It looks like NDAR1, 5HT1A, NOS, TH, VACht, Synapo, Tubuli, and DAPI are not differentially expressed for the exitatory/inhbitiory labels. Note that we express the excitaotry to show greater differentialy expression than the inhbitiory become 80% of the markers are excitatory. Let's remove these 8 (columns 9, 18, 19, 20, 21, 22, 23, 24).


In [63]:
ex_mean <- rowMeans(flog_rmdtc[,c(1,2,3,4,5,7,8,9,10,19,23)])
in_mean <- rowMeans(flog_rmdtc[,c(6,11,12,13,14,15,16,17)])

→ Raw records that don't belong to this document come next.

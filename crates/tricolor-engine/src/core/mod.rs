//! Core engine-facing contracts.
//!
//! This module defines the interface between the runtime (platform loop) and
//! the host app, and the per-frame context that hands out drawables.

mod app;
mod ctx;

pub use app::{App, AppControl};
pub use ctx::{FrameCtx, WindowCtx};
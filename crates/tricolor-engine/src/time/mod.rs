//! Time subsystem.
//!
//! Provides the fixed-step animation clock used by the triangle renderer.
//! Intended usage:
//! - one `AnimationClock` per renderer
//! - call `advance()` once per rendered frame, before evaluating the animation

mod animation_clock;

pub use animation_clock::{AnimationClock, DEFAULT_FRAME_RATE};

exgin <- (0.985 * ex_mean) > in_mean
exgin_n <- exgin
index_true <- which(exgin == 1)
index_false <- which(exgin == 0)

exgin[index_true] <- 'Excitatory'
exgin[index_false] <- 'Inhibitory'


fit_new <- prcomp(x = apply(flog_rmdtc[,-c(9,18,19,20,21,22,23,24)],2,rank),center = TRUE,scale = TRUE)
data_embed_new <- fit_new$x[,1:2];

clust_graph <- as.data.frame(data_embed_new)
clust_graph <- cbind(clust_graph,as.data.frame(exgin))
colnames(clust_graph)[3] <- 'Type'
clust_graph[,3] <- as.factor(clust_graph[,3])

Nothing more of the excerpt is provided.